# Empty Hand to Clinch



## stonewall1350 (Feb 16, 2018)

Just wondering about names/techniques used with empty hand on empty hand or empty hand on knife/stick to setup a clinch. I’m a strong grappler and getting a lot better with jiujitsu stand up than ever before. I am going to start taking some privates if I can around this concept. Obviously I will talk to the instructor about it, but I’d love to have some additional knowledge to discuss and see. Plus I’m curious about how you FMA guys contend with grappling and takedowns (because you have them and they are slightly different than us jiu Jitsu guys). 


Sent from my iPhone using Tapatalk


----------



## Kung Fu Wang (Feb 16, 2018)

stonewall1350 said:


> Just wondering about names/techniques used with empty hand on empty hand ... to setup a clinch.


In Chinese wrestling, this set of techniques is called "butterfly hands".

For example, you can use "separate hands" to separate 

- both of your opponent's arms upward (to achieve head lock, over hooks, ...).
- both of your opponent's arms downward (to achieve under hooks, bear hug, double legs, ...).
- left arm upward, right arm downward (left over hook, right under hook).
- left arm downward, right arm upward (left under hook, right over hook).


----------



## Anarax (Feb 16, 2018)

stonewall1350 said:


> Just wondering about names/techniques used with empty hand on empty hand or empty hand on knife/stick to setup a clinch.


Clinch is kind of a loose term so I'm unsure if your idea of a "clinch" is different than mine. Many FMA schools in the US assign numbers to most techniques. Many entry techniques, angles and locks are assigned numbers to simplify it. This video does of good job of illustrating some of the grappling in FMA.  








stonewall1350 said:


> Plus I’m curious about how you FMA guys contend with grappling and takedowns (because you have them and they are slightly different than us jiu Jitsu guys).


Yes, many of our grappling techniques are different, though there are some similarities. The main reason for the difference is many FMA styles have a weapon emphasis, thus we try to make techniques as "universal"(dealing with unarmed or armed attacks) as possible. For example, going for a single or double leg take-down on a knife wielding opponent puts you in tremendous danger, same goes for a traditional hip throw. "De-fanging" is a major concept in FMA as well, it's essentially attacking your opponent's weapons(hands, arms, etc). That's why Paul Vunak is incorporating so many strikes aimed at his partners arms.

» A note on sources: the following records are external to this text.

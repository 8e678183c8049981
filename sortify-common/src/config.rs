//! Configuration loading and resolution
//!
//! Bootstrap configuration lives in a single TOML file. Values are resolved with
//! the following priority order:
//! 1. Command-line argument (highest priority)
//! 2. Environment variable
//! 3. TOML config file
//! 4. Compiled default (fallback)
//!
//! A missing default config file is not an error: the run continues with
//! compiled defaults and a warning. An explicitly requested file that does not
//! exist is an error.

use crate::{Error, Result};
use serde::{Deserialize, Serialize};
use std::path::{Path, PathBuf};
use tracing::{info, warn};

/// Environment variable naming an explicit config file
pub const ENV_CONFIG_PATH: &str = "SORTIFY_CONFIG";

/// Environment variable carrying the music-service OAuth bearer token
pub const ENV_ACCESS_TOKEN: &str = "SORTIFY_ACCESS_TOKEN";

/// Default music-service API root
pub const DEFAULT_API_BASE_URL: &str = "https://api.spotify.com/v1";

/// Largest page the saved-tracks endpoint accepts
pub const MAX_BATCH_SIZE: usize = 50;

/// Bootstrap configuration loaded from TOML
#[derive(Debug, Clone, Serialize, Deserialize, PartialEq)]
#[serde(default)]
pub struct TomlConfig {
    /// Labeled training dataset (CSV)
    pub dataset_path: Option<PathBuf>,

    /// OAuth bearer token for the music service
    pub access_token: Option<String>,

    /// Music-service API root URL
    pub api_base_url: String,

    /// Logging configuration
    pub logging: LoggingConfig,

    /// Training-table settings
    pub training: TrainingConfig,

    /// Random forest hyperparameters
    pub classifier: ClassifierConfig,

    /// Library sorting settings
    pub sort: SortConfig,
}

impl Default for TomlConfig {
    fn default() -> Self {
        Self {
            dataset_path: None,
            access_token: None,
            api_base_url: DEFAULT_API_BASE_URL.to_string(),
            logging: LoggingConfig::default(),
            training: TrainingConfig::default(),
            classifier: ClassifierConfig::default(),
            sort: SortConfig::default(),
        }
    }
}

/// Logging configuration
#[derive(Debug, Clone, Serialize, Deserialize, PartialEq)]
#[serde(default)]
pub struct LoggingConfig {
    /// Log level (trace, debug, info, warn, error)
    pub level: String,
}

impl Default for LoggingConfig {
    fn default() -> Self {
        Self {
            level: "info".to_string(),
        }
    }
}

/// Training-table configuration
#[derive(Debug, Clone, Serialize, Deserialize, PartialEq)]
#[serde(default)]
pub struct TrainingConfig {
    /// Minimum number of tracks a genre needs to stay in the training set
    pub min_tracks: usize,
}

impl Default for TrainingConfig {
    fn default() -> Self {
        Self { min_tracks: 100 }
    }
}

/// Random forest hyperparameters
#[derive(Debug, Clone, Serialize, Deserialize, PartialEq)]
#[serde(default)]
pub struct ClassifierConfig {
    /// Number of trees in the forest
    pub n_trees: usize,
    /// Maximum depth of each tree
    pub max_depth: usize,
    /// RNG seed for bootstrap sampling and feature subsampling
    pub seed: u64,
}

impl Default for ClassifierConfig {
    fn default() -> Self {
        Self {
            n_trees: 100,
            max_depth: 10,
            seed: 42,
        }
    }
}

/// Library sorting configuration
#[derive(Debug, Clone, Serialize, Deserialize, PartialEq)]
#[serde(default)]
pub struct SortConfig {
    /// Position in the saved-track library to start from
    pub start_offset: usize,
    /// Number of saved tracks to sort
    pub track_count: usize,
    /// Saved-track page size (1..=50)
    pub batch_size: usize,
    /// Appended to the genre to form the playlist name
    pub playlist_suffix: String,
    /// Whether newly created playlists are public
    pub public_playlists: bool,
}

impl Default for SortConfig {
    fn default() -> Self {
        Self {
            start_offset: 0,
            track_count: 20,
            batch_size: MAX_BATCH_SIZE,
            playlist_suffix: " (sortify)".to_string(),
            public_playlists: true,
        }
    }
}

impl TomlConfig {
    /// Reject values the rest of the pipeline cannot work with
    pub fn validate(&self) -> Result<()> {
        if self.sort.batch_size == 0 || self.sort.batch_size > MAX_BATCH_SIZE {
            return Err(Error::Config(format!(
                "sort.batch_size must be between 1 and {}, got {}",
                MAX_BATCH_SIZE, self.sort.batch_size
            )));
        }
        if self.classifier.n_trees == 0 {
            return Err(Error::Config("classifier.n_trees must be at least 1".to_string()));
        }
        if self.classifier.max_depth == 0 {
            return Err(Error::Config("classifier.max_depth must be at least 1".to_string()));
        }
        if self.training.min_tracks == 0 {
            return Err(Error::Config("training.min_tracks must be at least 1".to_string()));
        }
        if self.api_base_url.trim().is_empty() {
            return Err(Error::Config("api_base_url must not be empty".to_string()));
        }
        Ok(())
    }
}

/// Default config file location for the platform
///
/// `~/.config/sortify/config.toml` on Linux, the platform config dir elsewhere.
pub fn default_config_path() -> Option<PathBuf> {
    dirs::config_dir().map(|d| d.join("sortify").join("config.toml"))
}

/// Resolve which config file to read, if any
///
/// Returns `None` when no explicit file was requested and the default file does
/// not exist.
pub fn resolve_config_path(cli_arg: Option<&Path>) -> Option<PathBuf> {
    // Priority 1: Command-line argument
    if let Some(path) = cli_arg {
        return Some(path.to_path_buf());
    }

    // Priority 2: Environment variable
    if let Ok(path) = std::env::var(ENV_CONFIG_PATH) {
        if !path.trim().is_empty() {
            return Some(PathBuf::from(path));
        }
    }

    // Priority 3: Default location, only if present
    default_config_path().filter(|p| p.exists())
}

/// Read and validate a TOML config file
pub fn load_toml_config(path: &Path) -> Result<TomlConfig> {
    if !path.exists() {
        return Err(Error::NotFound(format!(
            "Config file not found: {}",
            path.display()
        )));
    }

    let content = std::fs::read_to_string(path)?;
    let config: TomlConfig = toml::from_str(&content)?;
    config.validate()?;
    Ok(config)
}

/// Validate a secret value (non-empty, non-whitespace)
pub fn is_valid_key(key: &str) -> bool {
    !key.trim().is_empty()
}

/// Pick the first valid token from sources in priority order
///
/// Returns the winning source, the token, and the lower-priority sources that
/// carry a *different* valid token. A source repeating the winning value is
/// not reported as shadowed.
fn pick_access_token(
    candidates: Vec<(&'static str, Option<String>)>,
) -> Option<(&'static str, String, Vec<&'static str>)> {
    let mut valid = candidates
        .into_iter()
        .filter_map(|(source, key)| key.filter(|k| is_valid_key(k)).map(|k| (source, k)));

    let (source, key) = valid.next()?;
    let shadowed = valid.filter(|(_, k)| *k != key).map(|(s, _)| s).collect();
    Some((source, key, shadowed))
}

/// Resolve the access token
///
/// **Priority:** CLI → ENV → TOML
pub fn resolve_access_token(cli_arg: Option<&str>, config: &TomlConfig) -> Result<String> {
    let candidates = vec![
        ("command line", cli_arg.map(str::to_string)),
        ("environment", std::env::var(ENV_ACCESS_TOKEN).ok()),
        ("TOML", config.access_token.clone()),
    ];

    match pick_access_token(candidates) {
        Some((source, key, shadowed)) => {
            if !shadowed.is_empty() {
                warn!(
                    "Access token also set in: {}. Using {} (highest priority).",
                    shadowed.join(", "),
                    source
                );
            }
            info!("Access token loaded from {}", source);
            Ok(key)
        }
        None => Err(Error::Config(format!(
            "Access token not configured. Provide one of:\n\
             1. Command line: --access-token <token>\n\
             2. Environment: {}=<token>\n\
             3. TOML config: access_token = \"<token>\"",
            ENV_ACCESS_TOKEN
        ))),
    }
}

Note that we also have sweeps, throws and other take-downs. This video does a good job of showing the entries. The entries wouldn't vary that much from the ones in the video for sweeps and throws.


----------



## Headhunter (Feb 16, 2018)

Why on earth would you want to clinch someone with a knife


----------



## stonewall1350 (Feb 17, 2018)

Headhunter said:


> Why on earth would you want to clinch someone with a knife



I don’t. I carry a gun. If someone brings a knife...I want space and I want to shoot them. But I want to knock someone down if I don’t have that option...and then run away and shoot them if they come back. 


Sent from my iPhone using Tapatalk


----------



## stonewall1350 (Feb 17, 2018)

Anarax said:


> Clinch is kind of a loose term so I'm unsure if your idea of a "clinch" is different than mine. Many FMA schools in the US assign numbers to most techniques. Many entry techniques, angles and locks are assigned numbers to simplify it. This video does of good job of illustrating some of the grappling in FMA.
> 
> 
> 
> ...



Thanks man. I certainly understand defanging. I can’t wait to sit down and watch this stuff. At a tournament atm. 

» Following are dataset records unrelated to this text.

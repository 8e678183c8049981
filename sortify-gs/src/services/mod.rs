//! Music-service integration
//!
//! - [`MusicService`]: the operations the sorter needs
//! - [`SpotifyClient`]: HTTP implementation for the Spotify Web API

pub mod music_service;
pub mod spotify_client;

pub use music_service::{MusicService, PlaylistSummary, ServiceError};
pub use spotify_client::{SpotifyClient, SpotifyClientConfig};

Sent from my iPhone using Tapatalk


----------



## drop bear (Feb 18, 2018)

Headhunter said:


> Why on earth would you want to clinch someone with a knife



Head and wrist control?


----------



## Gerry Seymour (Feb 18, 2018)

drop bear said:


> Head and wrist control?


I assume this is what he's talking about. Not a Muay Thai type of clinch (both hands controlling head/shoulders), but the kind of clinch I teach with - just really close, high control grappling, which can include good arm control on one side. If they have a knife and I get my hand(s) on that arm, I want to own that arm and as much of his body as I can. Sometimes, yep, that's a clinch.


----------



## drop bear (Feb 18, 2018)

gpseymour said:


> I assume this is what he's talking about. Not a Muay Thai type of clinch (both hands controlling head/shoulders), but the kind of clinch I teach with - just really close, high control grappling, which can include good arm control on one side. If they have a knife and I get my hand(s) on that arm, I want to own that arm and as much of his body as I can. Sometimes, yep, that's a clinch.



There are some really good sort of draggy down moves from there. Two hands on the wrist grind your head in to theirs and just power bomb them in to the deck.

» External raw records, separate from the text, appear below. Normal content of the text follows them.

//! Training dataset loader
//!
//! Reads the labeled track CSV: one row per historical track, a `genres` column
//! holding a bracketed list literal (`['dance pop', 'k-pop']`, `[]` when the
//! artist has no genres), and the audio-feature columns. Every other column is
//! ignored. Feature values are kept as raw strings; validating them is the
//! training table's job, and only for rows that survive filtering.

use crate::training_table::RawTrackRecord;
use crate::types::FEATURE_NAMES;
use std::collections::HashMap;
use std::path::Path;
use thiserror::Error;
use tracing::{debug, info};

/// Column holding the genre list
pub const GENRES_COLUMN: &str = "genres";

/// Dataset loading errors
#[derive(Debug, Error)]
pub enum DatasetError {
    /// CSV could not be read or is malformed
    #[error("CSV error: {0}")]
    Csv(#[from] csv::Error),

    /// Required column absent from the header
    #[error("Missing column '{0}'")]
    MissingColumn(String),

    /// Genre cell is not a bracketed list of quoted strings
    #[error("Row {row}: cannot parse genre list {value:?}: {reason}")]
    GenreList {
        row: usize,
        value: String,
        reason: String,
    },
}

/// Parse a bracketed list literal of quoted strings
///
/// Accepts single or double quotes and backslash escapes inside items.
pub fn parse_genre_list(raw: &str) -> Result<Vec<String>, String> {
    let trimmed = raw.trim();
    let inner = trimmed
        .strip_prefix('[')
        .and_then(|s| s.strip_suffix(']'))
        .ok_or_else(|| "expected a list in brackets".to_string())?;

    let mut genres = Vec::new();
    let mut chars = inner.chars().peekable();

    loop {
        while matches!(chars.peek(), Some(c) if c.is_whitespace()) {
            chars.next();
        }

        let quote = match chars.next() {
            None => break,
            Some(q @ ('\'' | '"')) => q,
            Some(c) => return Err(format!("unexpected character '{}'", c)),
        };

        let mut item = String::new();
        loop {
            match chars.next() {
                None => return Err("unterminated string".to_string()),
                Some('\\') => match chars.next() {
                    Some(escaped) => item.push(escaped),
                    None => return Err("unterminated escape".to_string()),
                },
                Some(c) if c == quote => break,
                Some(c) => item.push(c),
            }
        }
        genres.push(item);

        while matches!(chars.peek(), Some(c) if c.is_whitespace()) {
            chars.next();
        }
        match chars.next() {
            None => break,
            Some(',') => continue,
            Some(c) => return Err(format!("expected ',' but found '{}'", c)),
        }
    }

    Ok(genres)
}

/// Read raw track records from any CSV source
pub fn read_dataset<R: std::io::Read>(reader: R) -> Result<Vec<RawTrackRecord>, DatasetError> {
    let mut csv_reader = csv::ReaderBuilder::new()
        .has_headers(true)
        .trim(csv::Trim::Headers)
        .from_reader(reader);

    let headers = csv_reader.headers()?.clone();
    let genres_column = headers
        .iter()
        .position(|h| h == GENRES_COLUMN)
        .ok_or_else(|| DatasetError::MissingColumn(GENRES_COLUMN.to_string()))?;

    let feature_columns: Vec<(&str, usize)> = FEATURE_NAMES
        .iter()
        .filter_map(|name| headers.iter().position(|h| h == *name).map(|i| (*name, i)))
        .collect();

    if feature_columns.len() < FEATURE_NAMES.len() {
        debug!(
            present = feature_columns.len(),
            expected = FEATURE_NAMES.len(),
            "Dataset lacks some feature columns"
        );
    }

    let mut records = Vec::new();
    for (i, row) in csv_reader.records().enumerate() {
        let row = row?;
        // Line where the record starts; quoted fields may span lines
        let line = row
            .position()
            .and_then(|p| usize::try_from(p.line()).ok())
            .unwrap_or(i + 2);

        let raw_genres = row.get(genres_column).unwrap_or_default();
        let genres = parse_genre_list(raw_genres).map_err(|reason| DatasetError::GenreList {
            row: line,
            value: raw_genres.to_string(),
            reason,
        })?;

        let fields: HashMap<String, String> = feature_columns
            .iter()
            .filter_map(|&(name, col)| row.get(col).map(|v| (name.to_string(), v.to_string())))
            .collect();

        records.push(RawTrackRecord::new(genres, fields));
    }

    Ok(records)
}

/// Load raw track records from a CSV file
pub fn load_dataset(path: &Path) -> Result<Vec<RawTrackRecord>, DatasetError> {
    let file = std::fs::File::open(path).map_err(csv::Error::from)?;
    let records = read_dataset(file)?;
    info!(path = %path.display(), records = records.len(), "Training dataset loaded");
    Ok(records)
}

#[cfg(test)]
mod tests {
    use super::*;

    #[test]
    fn test_parse_genre_list_variants() {
        assert_eq!(parse_genre_list("[]").unwrap(), Vec::<String>::new());
        assert_eq!(parse_genre_list("['show tunes']").unwrap(), vec!["show tunes"]);
        assert_eq!(
            parse_genre_list("['k-pop', 'dance pop']").unwrap(),
            vec!["k-pop", "dance pop"]
        );
        assert_eq!(
            parse_genre_list(r#"["children's music", 'pop']"#).unwrap(),
            vec!["children's music", "pop"]
        );
        assert_eq!(parse_genre_list(r"['rock \'n roll']").unwrap(), vec!["rock 'n roll"]);
        assert_eq!(parse_genre_list("  [ 'a' ,'b' ]  ").unwrap(), vec!["a", "b"]);
    }

    #[test]
    fn test_parse_genre_list_rejects_garbage() {
        assert!(parse_genre_list("pop").is_err());
        assert!(parse_genre_list("['pop'").is_err());
        assert!(parse_genre_list("['pop' 'rock']").is_err());
        assert!(parse_genre_list("[pop]").is_err());
        assert!(parse_genre_list("['pop]").is_err());
    }

    #[test]
    fn test_read_dataset_projects_columns() {
        let csv = "\
genres,artists,acousticness,danceability,duration_ms,energy,instrumentalness,liveness,loudness,speechiness,tempo,valence,popularity,key,mode,count
\"['dance pop', 'pop']\",Someone,0.1,0.2,200000,0.4,0.0,0.1,-5.5,0.05,120.0,0.7,50,5,1,3
[],Nobody,0.9,0.1,100000,0.2,0.8,0.3,-20.0,0.04,80.0,0.2,10,2,0,1
";
        let records = read_dataset(csv.as_bytes()).unwrap();

        assert_eq!(records.len(), 2);
        assert_eq!(records[0].genres, vec!["dance pop", "pop"]);
        assert_eq!(records[0].fields.get("tempo").map(String::as_str), Some("120.0"));
        assert_eq!(records[0].fields.len(), FEATURE_NAMES.len());
        assert!(!records[0].fields.contains_key("popularity"));
        assert!(records[1].genres.is_empty());
    }

    #[test]
    fn test_missing_genres_column() {
        let csv = "artists,tempo\nSomeone,120\n";
        assert!(matches!(
            read_dataset(csv.as_bytes()),
            Err(DatasetError::MissingColumn(ref c)) if c == "genres"
        ));
    }

    #[test]
    fn test_bad_genre_cell_reports_line() {
        let csv = "genres,tempo\n['pop'],120\nnot-a-list,100\n";
        assert!(matches!(
            read_dataset(csv.as_bytes()),
            Err(DatasetError::GenreList { row: 3, .. })
        ));
    }
}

Leaned a good figure 4 control that does that.


----------



## Gerry Seymour (Feb 18, 2018)

drop bear said:


> There are some really good sort of draggy down moves from there. Two hands on the wrist grind your head in to theirs and just power bomb them in to the deck.
> 
> Leaned a good figure 4 control that does that.


Yep. I know a lot of techniques I could use to take down or or disarm someone wielding a knife, many of which would only come into play if somehow I don't have both hands on that knife arm. If I get both hands on their wrist, I'm not using anything that doesn't include both hands on their wrist. That wrist is mine, and I'm keeping it, because it owns a knife.


----------



## Tony Dismukes (Feb 19, 2018)

I've had some success with a modified Russian two-on-one, which helps me stay to the opponent's outside gate. You do have to be careful to maintain control over the direction of the opponent's body so he can't pass the knife to his free hand (or draw another knife with his free hand and turn towards you).

As far as why I would ever do it in real life (as opposed to training ), it would probably only happen if the knife came into play when the opponent was already close and I had no time or clear route to make space, run, or pick up a weapon of my own. Hopefully that will never happen to me - knives are dangerous and I have no desire to find out whether my skills are sufficient to thwart a real knife attack.


----------



## Gerry Seymour (Feb 19, 2018)

Tony Dismukes said:


> I've had some success with a modified Russian two-on-one, which helps me stay to the opponent's outside gate. You do have to be careful to maintain control over the direction of the opponent's body so he can't pass the knife to his free hand (or draw another knife with his free hand and turn towards you).
> 
> As far as why I would ever do it in real life (as opposed to training ), it would probably only happen if the knife came into play when the opponent was already close and I had no time or clear route to make space, run, or pick up a weapon of my own. Hopefully that will never happen to me - knives are dangerous and I have no desire to find out whether my skills are sufficient to thwart a real knife attack.


Tony, I'm not familiar with that term ("Russian two-on-one"). If I do a YouTube search, will it turn up what you're talking about, or am I going to end up with a bunch of porn?


----------



## Tony Dismukes (Feb 19, 2018)

gpseymour said:


> Tony, I'm not familiar with that term ("Russian two-on-one"). If I do a YouTube search, will it turn up what you're talking about, or am I going to end up with a bunch of porn?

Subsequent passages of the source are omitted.